[Stored items]

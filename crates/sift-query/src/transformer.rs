//! Query rewriting primitives.
//!
//! Each function takes a query and returns a new one. Only the bytes that
//! the operation is about are touched; the rest of the query (spacing,
//! casing, aliases, unknown filters) is carried over verbatim. None of
//! these functions fail: a query the scanner rejects is handled as plain
//! text.

use tracing::debug;

use crate::filters::FilterType;
use crate::scanner::{scan_search_query, Token};
use crate::validate::find_filters;

/// Format a filter value for insertion into a query.
///
/// Values containing whitespace, or starting with a quote character, are
/// double-quoted with `\` and `"` escaped. Everything else is written as is.
pub fn format_filter_value(value: &str) -> String {
    let needs_quotes =
        value.starts_with(['"', '\'']) || value.chars().any(char::is_whitespace);
    if !needs_quotes {
        return value.to_string();
    }

    let mut quoted = String::with_capacity(value.len() + 2);
    quoted.push('"');
    for c in value.chars() {
        if c == '"' || c == '\\' {
            quoted.push('\\');
        }
        quoted.push(c);
    }
    quoted.push('"');
    quoted
}

/// Append `field:value` to the end of the query.
///
/// Trailing whitespace of the query is dropped and a single space separates
/// the new filter.
///
/// # Example
/// ```
/// use sift_query::{append_filter, FilterType};
///
/// assert_eq!(append_filter("repo:foo", FilterType::Lang, "go"), "repo:foo lang:go");
/// assert_eq!(append_filter("", FilterType::Lang, "go"), "lang:go");
/// ```
pub fn append_filter(query: &str, field: FilterType, value: &str) -> String {
    let filter = format!("{}:{}", field, format_filter_value(value));
    let trimmed = query.trim_end();
    if trimmed.is_empty() {
        filter
    } else {
        format!("{} {}", trimmed, filter)
    }
}

/// Replace the value of the first `field` filter, or append one.
///
/// Only the first non-negated filter for `field` is rewritten; later
/// occurrences are left alone. The field name is kept as written, so an
/// alias such as `r:` stays `r:`.
///
/// # Example
/// ```
/// use sift_query::{update_filter, FilterType};
///
/// assert_eq!(update_filter("repo:foo lang:ts", FilterType::Lang, "go"), "repo:foo lang:go");
/// assert_eq!(update_filter("repo:foo", FilterType::Lang, "go"), "repo:foo lang:go");
/// ```
pub fn update_filter(query: &str, field: FilterType, value: &str) -> String {
    let tokens = match scan_search_query(query) {
        Ok(tokens) => tokens,
        Err(e) => {
            debug!(error = %e, field = %field, "Query did not scan, appending filter");
            return append_filter(query, field, value);
        }
    };

    let first = find_filters(&tokens, field).next();
    match first {
        Some(filter) => {
            let range = filter.value_range.clone();
            let mut updated = String::with_capacity(query.len() + value.len());
            updated.push_str(&query[..range.start]);
            updated.push_str(&format_filter_value(value));
            updated.push_str(&query[range.end..]);
            updated
        }
        None => append_filter(query, field, value),
    }
}

/// Remove `subquery` from the query if present, otherwise append it.
///
/// The subquery is matched as a whole sequence of tokens (`lang:go` does not
/// match inside `lang:gopher`). Removal also drops one adjacent separator
/// character, preferring the one before the match. Appending adds exactly
/// one space, so toggling a subquery twice returns the original query.
///
/// # Example
/// ```
/// use sift_query::toggle_subquery;
///
/// assert_eq!(toggle_subquery("", "test"), "test");
/// assert_eq!(toggle_subquery("test", "test"), "");
/// assert_eq!(toggle_subquery("foo lang:go bar", "lang:go"), "foo bar");
/// ```
pub fn toggle_subquery(query: &str, subquery: &str) -> String {
    let needle = subquery.trim();
    if needle.is_empty() {
        return query.to_string();
    }

    let span = match (scan_search_query(query), scan_search_query(needle)) {
        (Ok(query_tokens), Ok(needle_tokens)) => {
            find_token_sequence(query, &query_tokens, needle, &needle_tokens)
        }
        (Err(e), _) | (_, Err(e)) => {
            debug!(error = %e, "Query did not scan, toggling subquery as text");
            query.find(needle).map(|start| (start, start + needle.len()))
        }
    };

    match span.or_else(|| appended_span(query, needle)) {
        Some((start, end)) => remove_span(query, start, end),
        None if query.is_empty() => needle.to_string(),
        None => format!("{} {}", query, needle),
    }
}

/// Byte span of the first run of query tokens whose texts equal the needle's
/// token texts.
fn find_token_sequence(
    query: &str,
    query_tokens: &[Token],
    needle: &str,
    needle_tokens: &[Token],
) -> Option<(usize, usize)> {
    if needle_tokens.is_empty() || needle_tokens.len() > query_tokens.len() {
        return None;
    }

    query_tokens
        .windows(needle_tokens.len())
        .find(|window| {
            window
                .iter()
                .zip(needle_tokens)
                .all(|(q, n)| q.text(query) == n.text(needle))
        })
        .and_then(|window| Some((window.first()?.range.start, window.last()?.range.end)))
}

/// Span of `needle` when it sits at the end of the query exactly as a toggle
/// appends it.
///
/// Appending to a query that does not scan can close an open quote, after
/// which the needle is no longer a token of its own. Recognizing the appended
/// form keeps a second toggle undoing the first.
fn appended_span(query: &str, needle: &str) -> Option<(usize, usize)> {
    if query == needle {
        return Some((0, query.len()));
    }
    let start = query.len().checked_sub(needle.len())?;
    let appended = query.ends_with(needle) && query[..start].ends_with(' ');
    appended.then_some((start, query.len()))
}

/// Remove `start..end` and one neighbouring whitespace character.
fn remove_span(query: &str, mut start: usize, mut end: usize) -> String {
    if let Some(c) = query[..start].chars().next_back().filter(|c| c.is_whitespace()) {
        start -= c.len_utf8();
    } else if let Some(c) = query[end..].chars().next().filter(|c| c.is_whitespace()) {
        end += c.len_utf8();
    }

    let mut result = String::with_capacity(query.len() - (end - start));
    result.push_str(&query[..start]);
    result.push_str(&query[end..]);
    result
}

#[cfg(test)]
mod tests {
    use super::*;

    // =========================================================================
    // format_filter_value
    // =========================================================================

    #[test]
    fn test_format_plain_value() {
        assert_eq!(format_filter_value("go"), "go");
        assert_eq!(format_filter_value(""), "");
        assert_eq!(format_filter_value("^github\\.com/a$"), "^github\\.com/a$");
    }

    #[test]
    fn test_format_value_with_whitespace() {
        assert_eq!(format_filter_value("my file.rs"), r#""my file.rs""#);
        assert_eq!(format_filter_value(r#"say "hi""#), r#""say \"hi\"""#);
    }

    #[test]
    fn test_format_value_starting_with_quote() {
        assert_eq!(format_filter_value(r#""x"#), r#""\"x""#);
    }

    // =========================================================================
    // append_filter
    // =========================================================================

    #[test]
    fn test_append_filter() {
        assert_eq!(append_filter("repo:foo", FilterType::Lang, "go"), "repo:foo lang:go");
    }

    #[test]
    fn test_append_filter_to_empty_query() {
        assert_eq!(append_filter("", FilterType::Repo, "foo"), "repo:foo");
        assert_eq!(append_filter("   ", FilterType::Repo, "foo"), "repo:foo");
    }

    #[test]
    fn test_append_filter_drops_trailing_whitespace() {
        assert_eq!(append_filter("foo  \t", FilterType::File, "x"), "foo file:x");
    }

    #[test]
    fn test_append_filter_keeps_leading_text_verbatim() {
        assert_eq!(append_filter("  a   b", FilterType::Case, "yes"), "  a   b case:yes");
    }

    #[test]
    fn test_append_filter_quotes_value() {
        assert_eq!(
            append_filter("x", FilterType::File, "a b.rs"),
            r#"x file:"a b.rs""#
        );
    }

    #[test]
    fn test_append_filter_to_unscannable_query() {
        assert_eq!(
            append_filter(r#"foo "bar"#, FilterType::Lang, "go"),
            r#"foo "bar lang:go"#
        );
    }

    // =========================================================================
    // update_filter
    // =========================================================================

    #[test]
    fn test_update_filter_replaces_value_in_place() {
        assert_eq!(
            update_filter("repo:foo lang:ts  bar", FilterType::Lang, "go"),
            "repo:foo lang:go  bar"
        );
    }

    #[test]
    fn test_update_filter_appends_when_missing() {
        assert_eq!(update_filter("repo:foo", FilterType::Lang, "go"), "repo:foo lang:go");
        assert_eq!(update_filter("", FilterType::Lang, "go"), "lang:go");
    }

    #[test]
    fn test_update_filter_only_touches_first_occurrence() {
        assert_eq!(
            update_filter("lang:ts x lang:js", FilterType::Lang, "go"),
            "lang:go x lang:js"
        );
    }

    #[test]
    fn test_update_filter_keeps_alias() {
        assert_eq!(update_filter("r:foo", FilterType::Repo, "bar"), "r:bar");
    }

    #[test]
    fn test_update_filter_skips_negated() {
        assert_eq!(
            update_filter("-lang:ts", FilterType::Lang, "go"),
            "-lang:ts lang:go"
        );
    }

    #[test]
    fn test_update_filter_empty_value() {
        assert_eq!(update_filter("lang: x", FilterType::Lang, "go"), "lang:go x");
    }

    #[test]
    fn test_update_filter_replaces_quoted_value() {
        assert_eq!(
            update_filter(r#"file:"a b.rs" x"#, FilterType::File, "c.rs"),
            "file:c.rs x"
        );
        assert_eq!(
            update_filter("file:c.rs x", FilterType::File, "a b.rs"),
            r#"file:"a b.rs" x"#
        );
    }

    #[test]
    fn test_update_filter_inside_parentheses() {
        assert_eq!(
            update_filter("(repo:a or x)", FilterType::Repo, "b"),
            "(repo:b or x)"
        );
    }

    #[test]
    fn test_update_filter_unscannable_falls_back_to_append() {
        assert_eq!(
            update_filter(r#"lang:ts "open"#, FilterType::Lang, "go"),
            r#"lang:ts "open lang:go"#
        );
    }

    // =========================================================================
    // toggle_subquery
    // =========================================================================

    #[test]
    fn test_toggle_adds_to_empty_query() {
        assert_eq!(toggle_subquery("", "test"), "test");
    }

    #[test]
    fn test_toggle_removes_only_token() {
        assert_eq!(toggle_subquery("test", "test"), "");
    }

    #[test]
    fn test_toggle_appends() {
        assert_eq!(toggle_subquery("repo:foo", "lang:go"), "repo:foo lang:go");
    }

    #[test]
    fn test_toggle_removes_from_middle() {
        assert_eq!(toggle_subquery("a lang:go b", "lang:go"), "a b");
    }

    #[test]
    fn test_toggle_removes_from_start() {
        assert_eq!(toggle_subquery("lang:go b", "lang:go"), "b");
    }

    #[test]
    fn test_toggle_removes_from_end() {
        assert_eq!(toggle_subquery("a lang:go", "lang:go"), "a");
    }

    #[test]
    fn test_toggle_matches_whole_tokens_only() {
        assert_eq!(
            toggle_subquery("lang:gopher", "lang:go"),
            "lang:gopher lang:go"
        );
    }

    #[test]
    fn test_toggle_multi_token_subquery() {
        assert_eq!(
            toggle_subquery("x type:diff select:commit y", "type:diff select:commit"),
            "x y"
        );
    }

    #[test]
    fn test_toggle_trims_subquery() {
        assert_eq!(toggle_subquery("foo", "  bar "), "foo bar");
        assert_eq!(toggle_subquery("foo bar", " bar"), "foo");
    }

    #[test]
    fn test_toggle_empty_subquery_is_noop() {
        assert_eq!(toggle_subquery("foo  ", "   "), "foo  ");
    }

    #[test]
    fn test_toggle_is_self_inverse_when_absent() {
        for query in ["", "foo", "foo ", "  a  b  ", "(repo:a or repo:b)", "héllo"] {
            let once = toggle_subquery(query, "case:yes");
            assert_eq!(toggle_subquery(&once, "case:yes"), query, "query {:?}", query);
        }
    }

    #[test]
    fn test_toggle_unscannable_query_uses_text() {
        assert_eq!(toggle_subquery(r#"x "y z"#, "z"), r#"x "y"#);
        assert_eq!(toggle_subquery(r#"x "y"#, "z"), r#"x "y z"#);
    }

    #[test]
    fn test_toggle_closing_quote_is_self_inverse() {
        // Appending `b"` closes the open quote, so the needle is swallowed
        // into a quoted token on the way back.
        let once = toggle_subquery(r#"x "a"#, r#"b""#);
        assert_eq!(once, r#"x "a b""#);
        assert_eq!(toggle_subquery(&once, r#"b""#), r#"x "a"#);
    }

    #[test]
    fn test_toggle_removes_appended_suffix_only_after_space() {
        assert_eq!(toggle_subquery("xb", "b"), "xb b");
    }
}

WHAT THIS TASK INVOLVES:
Where does the word "returns" appear in the records? Copy every line that holds it.

SOLUTION:
//! Each function takes a query and returns a new one. Only the bytes that
/// one space, so toggling a subquery twice returns the original query.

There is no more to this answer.